▸ **Problem details**
Where "GameConfig" appears in a line of the entries below, that line should be copied.

= = = = =

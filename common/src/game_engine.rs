use anyhow::Result;

use crate::{Direction, GameConfig, GameEvent, GameState};

/// Fixed-rate tick gate over a [`GameState`].
///
/// The front-end calls [`run_frame`](GameEngine::run_frame) on every render
/// frame with a monotonic millisecond timestamp; the engine decides whether
/// that frame carries a logical tick. Frames arriving inside the tick
/// window are dropped, which keeps the game speed independent of the render
/// frame rate.
pub struct GameEngine {
    state: GameState,
    tick_interval_ms: u64,
    last_tick_ms: Option<u64>,
}

impl GameEngine {
    pub fn new(config: &GameConfig, seed: u64) -> Self {
        GameEngine {
            state: GameState::new(config, seed),
            tick_interval_ms: config.tick_interval_ms,
            last_tick_ms: None,
        }
    }

    /// Run at most one logical tick for a frame arriving at `now_ms`.
    ///
    /// The first frame of a session ticks immediately; afterwards a tick
    /// fires only when at least the configured interval has elapsed since
    /// the previous one. Returns the tick's events, empty when the frame
    /// was dropped or the session has terminated.
    pub fn run_frame(&mut self, now_ms: u64) -> Vec<GameEvent> {
        if self.state.is_terminated() {
            return Vec::new();
        }

        match self.last_tick_ms {
            Some(last) if now_ms.saturating_sub(last) < self.tick_interval_ms => Vec::new(),
            _ => {
                self.last_tick_ms = Some(now_ms);
                self.state.exec_tick()
            }
        }
    }

    /// Forward a direction request to the snake's pending queue.
    pub fn enqueue_direction(&mut self, direction: Direction) {
        self.state.enqueue_direction(direction);
    }

    pub fn state(&self) -> &GameState {
        &self.state
    }

    pub fn current_tick(&self) -> u32 {
        self.state.current_tick()
    }

    pub fn is_terminated(&self) -> bool {
        self.state.is_terminated()
    }

    pub fn state_json(&self) -> Result<String> {
        Ok(serde_json::to_string(&self.state)?)
    }
}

= = = = =

▸ **Solution below**
use crate::{Direction, GameConfig, GameEvent, GameState};
    pub fn new(config: &GameConfig, seed: u64) -> Self {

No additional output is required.